Crónicas de la peste LI

Para Cristina, dependienta de un obrador de pan, que hoy estaba en su puesto, como cada día.

Este año es el primero desde que hay memoria en que la fecha no se ha celebrado con manifestaciones callejeras, pancartas, banderolas y consignas. En un cierto sentido es un alivio porque estas manifestaciones de la desunión orgánica y las consignas repetitivas y exangües parecían más los restos de un naufragio que una expresión de voluntad y de fuerza. Desde que en los años ochenta, la señora Thatcher decretó el fin de la sociedad a beneficio del individuo y proclamó su victoria sobre los robustos sindicatos británicos, el modo de producción basculó desde la fuerza del trabajo a las especulaciones del capital, y la famosa plusvalía de Marx dejó de ser el índice vergonzante de la explotación del hombre por el hombre para convertirse con distintos avatares –ibex35, dow jones, nasdaq– en el ídolo que guía las acciones de la sociedad y de los gobiernos. En esta renovada faz del planeta, las manifestaciones del primero de mayo se convirtieron en una fantasmagoría del pasado, habitada por un puñado de obreros de la industria tradicional, jubilados y funcionarios sindicales que ofician así la pascua de su iglesia, y en la que no se encuentran los nuevos autónomos ni los precarios del vasto sector de servicios. Este año, la peste nos ha librado de la procesión como de muchas otros oficios litúrgicos.

La paradoja radica en que la omisión de las manifestaciones callejeras coincide con un momento histórico en el que la clase obrera es más visible que nunca, y su existencia es una necesidad insoslayable para la supervivencia de todos.

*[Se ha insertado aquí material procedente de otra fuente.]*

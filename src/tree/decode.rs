// Copyright (c) 2025 Varshith Gudur. Licensed under AGPLv3.
//! Hash tree decoding.
//!
//! ```text
//! hash-tree ::= [0]
//!             | [1 hash-tree hash-tree]
//!             | [2 bytes hash-tree]
//!             | [3 bytes]
//!             | [4 bytes32]
//! ```

use serde_cbor::Value;

use super::{Digest, HashTree, Label};
use crate::config::MAX_TREE_DEPTH;
use crate::error::TreeError;

impl HashTree {
    /// Parses a standalone CBOR-encoded tree.
    pub fn from_cbor(bytes: &[u8]) -> Result<Self, TreeError> {
        let value: Value =
            serde_cbor::from_slice(bytes).map_err(|e| TreeError::Cbor(e.to_string()))?;
        HashTree::try_from(&value)
    }
}

impl TryFrom<&Value> for HashTree {
    type Error = TreeError;

    fn try_from(value: &Value) -> Result<Self, Self::Error> {
        decode_node(value, 0)
    }
}

fn decode_node(value: &Value, depth: usize) -> Result<HashTree, TreeError> {
    if depth > MAX_TREE_DEPTH {
        return Err(TreeError::TooDeep(MAX_TREE_DEPTH));
    }

    let items = match value {
        Value::Array(items) => items,
        Value::Tag(_, inner) => return decode_node(inner, depth),
        _ => return Err(TreeError::NotAnArray),
    };

    let tag = match items.first() {
        Some(Value::Integer(tag)) => *tag,
        _ => return Err(TreeError::NotAnArray),
    };

    match tag {
        0 => {
            expect_arity(0, items, 1)?;
            Ok(HashTree::Empty)
        }
        1 => {
            expect_arity(1, items, 3)?;
            let left = decode_node(&items[1], depth + 1)?;
            let right = decode_node(&items[2], depth + 1)?;
            Ok(HashTree::fork(left, right))
        }
        2 => {
            expect_arity(2, items, 3)?;
            let label = expect_bytes(2, &items[1])?;
            let subtree = decode_node(&items[2], depth + 1)?;
            Ok(HashTree::Labeled(Label::from(label), Box::new(subtree)))
        }
        3 => {
            expect_arity(3, items, 2)?;
            Ok(HashTree::Leaf(expect_bytes(3, &items[1])?.to_vec()))
        }
        4 => {
            expect_arity(4, items, 2)?;
            let bytes = expect_bytes(4, &items[1])?;
            let digest = Digest::try_from(bytes).map_err(TreeError::DigestLength)?;
            Ok(HashTree::Pruned(digest))
        }
        other => Err(TreeError::UnknownTag(other)),
    }
}

fn expect_arity(tag: u8, items: &[Value], expected: usize) -> Result<(), TreeError> {
    if items.len() != expected {
        return Err(TreeError::Arity {
            tag,
            expected,
            found: items.len(),
        });
    }
    Ok(())
}

fn expect_bytes(tag: u8, value: &Value) -> Result<&[u8], TreeError> {
    match value {
        Value::Bytes(bytes) => Ok(bytes),
        _ => Err(TreeError::ExpectedBytes { tag }),
    }
}
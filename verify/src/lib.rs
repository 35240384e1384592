// Copyright (c) 2025 Varshith Gudur. Licensed under AGPLv3.
//! Command implementations for `certwatch-verify`.

use std::fs;
use std::path::Path as FsPath;

use anyhow::{Context, Result};
use serde::Serialize;

use certwatch_kernel::api::ApiCanister;
use certwatch_kernel::bls::PublicKey;
use certwatch_kernel::certificate::Certificate;
use certwatch_kernel::integrity::{DiscrepancyReport, IntegrityChecker};
use certwatch_kernel::types::principal::Principal;
use certwatch_kernel::verify::{CertificateVerifier, TimeWindow};
use certwatch_node::auditor::{AuditSummary, Auditor};
use certwatch_node::config::AuditConfig;
use certwatch_node::network::{IndexApiClient, ReplicaClient};

/// Trust settings shared by every command.
#[derive(Debug, Clone)]
pub struct TrustOptions {
    pub root_key_hex: String,
    pub ignore_time: bool,
    /// Fixed "now" for the freshness check, in nanoseconds.
    pub now_ns: Option<u64>,
}

impl TrustOptions {
    pub fn verifier(&self) -> Result<CertificateVerifier> {
        let key = PublicKey::from_hex(&self.root_key_hex).context("Failed to parse root key")?;
        let verifier = CertificateVerifier::new(key);
        if self.ignore_time {
            return Ok(verifier);
        }
        let window = match self.now_ns {
            Some(now) => TimeWindow::default().at(now),
            None => TimeWindow::default(),
        };
        Ok(verifier.with_time_window(window))
    }
}

/// Reads a certificate saved either as raw CBOR or as hex text.
pub fn read_certificate_file(path: &FsPath) -> Result<Vec<u8>> {
    let bytes = fs::read(path)
        .with_context(|| format!("Failed to read certificate file {}", path.display()))?;
    if let Ok(text) = std::str::from_utf8(&bytes) {
        if let Ok(decoded) = hex::decode(text.trim()) {
            return Ok(decoded);
        }
    }
    Ok(bytes)
}

pub fn read_record_file(path: &FsPath) -> Result<ApiCanister> {
    let bytes = fs::read(path)
        .with_context(|| format!("Failed to read API record {}", path.display()))?;
    serde_json::from_slice(&bytes).context("Failed to parse API record JSON")
}

/// Checks a saved certificate against a saved API record.
pub fn run_offline(
    canister_id: &Principal,
    certificate: &[u8],
    record: &ApiCanister,
    trust: &TrustOptions,
) -> Result<DiscrepancyReport> {
    let checker = IntegrityChecker::new((), trust.verifier()?);
    let report = checker
        .check_certificate(canister_id, certificate, record)
        .with_context(|| format!("Check of {} failed", canister_id))?;
    Ok(report)
}

/// Command-line overrides for the `check` command. Unset flags keep the
/// environment configuration.
#[derive(Debug, Clone, Default)]
pub struct CheckOverrides {
    pub host: Option<String>,
    pub api: Option<String>,
    pub root_key_hex: Option<String>,
    pub ignore_time: bool,
    pub now_ns: Option<u64>,
}

impl CheckOverrides {
    pub fn apply(self, cfg: &mut AuditConfig) {
        if let Some(host) = self.host {
            cfg.ic_host = host;
        }
        if let Some(api) = self.api {
            cfg.api_url = api;
        }
        if let Some(key) = self.root_key_hex {
            cfg.root_key_hex = key;
        }
        cfg.ignore_time |= self.ignore_time;
        if self.now_ns.is_some() {
            cfg.now_ns = self.now_ns;
        }
    }
}

/// Fetches both sides over the network and checks one canister.
pub async fn run_online(cfg: &AuditConfig, canister_id: &Principal) -> Result<AuditSummary> {
    let replica = ReplicaClient::new(&cfg.ic_host, cfg.timeout, cfg.ingress_expiry)?;
    let api = IndexApiClient::new(&cfg.api_url, cfg.timeout)?;
    let checker = IntegrityChecker::new(replica, cfg.verifier()?);
    let auditor = Auditor::new(checker, api, 1);
    Ok(auditor.audit(canister_id).await.summary())
}

#[derive(Debug, Serialize)]
pub struct LeafEntry {
    pub path: String,
    pub value: String,
}

#[derive(Debug, Serialize)]
pub struct CertificateDump {
    pub root_hash: String,
    pub delegated_by: Option<Principal>,
    /// `None` when verification was not requested.
    pub verified: Option<bool>,
    #[serde(skip_serializing_if = "Option::is_none")]
    pub verification_error: Option<String>,
    pub time_ns: Option<u64>,
    pub leaves: Vec<LeafEntry>,
}

/// Lists every revealed leaf, optionally verifying the certificate first.
pub fn dump(certificate: &[u8], trust: Option<&TrustOptions>) -> Result<CertificateDump> {
    let certificate = Certificate::from_cbor(certificate).context("Failed to parse certificate")?;
    let leaves = certificate
        .tree()
        .list_paths()
        .into_iter()
        .map(|path| {
            let value = certificate
                .tree()
                .lookup(&path)
                .found()
                .map(hex::encode)
                .unwrap_or_default();
            LeafEntry {
                path: path.to_string(),
                value,
            }
        })
        .collect();

    let mut out = CertificateDump {
        root_hash: certificate.root_hash().to_string(),
        delegated_by: certificate.delegation().map(|d| d.subnet_id.clone()),
        verified: None,
        verification_error: None,
        time_ns: None,
        leaves,
    };

    if let Some(trust) = trust {
        match trust.verifier()?.verify(certificate, None) {
            Ok(verified) => {
                out.verified = Some(true);
                out.time_ns = verified.time_ns();
            }
            Err(e) => {
                out.verified = Some(false);
                out.verification_error = Some(e.to_string());
            }
        }
    }
    Ok(out)
}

Sin retórica alguna puede decirse que el esfuerzo, a menudo heroico, de los trabajadores situados en la base de la pirámide social ha impedido que esta se desplomara. No es necesario enumerar los gremios profesionales gracias a los cuales hemos salvado la vida y nos han proporcionado salud, seguridad, alimento y transporte. La peste ha significado una celebración de la clase obrera. De alguna manera, se ha puesto de relieve que esta monarquía parlamentaria es en realidad una república democrática de trabajadores de toda clase, que se organiza (o debe organizarse) en régimen de libertad y de justicia. Ahora, cuando se dan los primeros pasos para la desescalada (vaya palabro) del confinamiento sanitario y se avanza hacia la salida del estado de alarma, el debate se centrará inevitablemente en la arquitectura de la futura sociedad, o dicho en claro, en una nueva distribución de la renta nacional en la que trabajo dejará de ser un coste marginal crecientemente reducido por las condiciones impuestas por el capital para reconocerse como lo que es: un factor esencial del avance del país. Es posible que en el futuro los trabajadores asistan a la celebración del primero de mayo por videoconferencia pero eso no debería ser signo de que se han convertido en figurillas de un videojuego.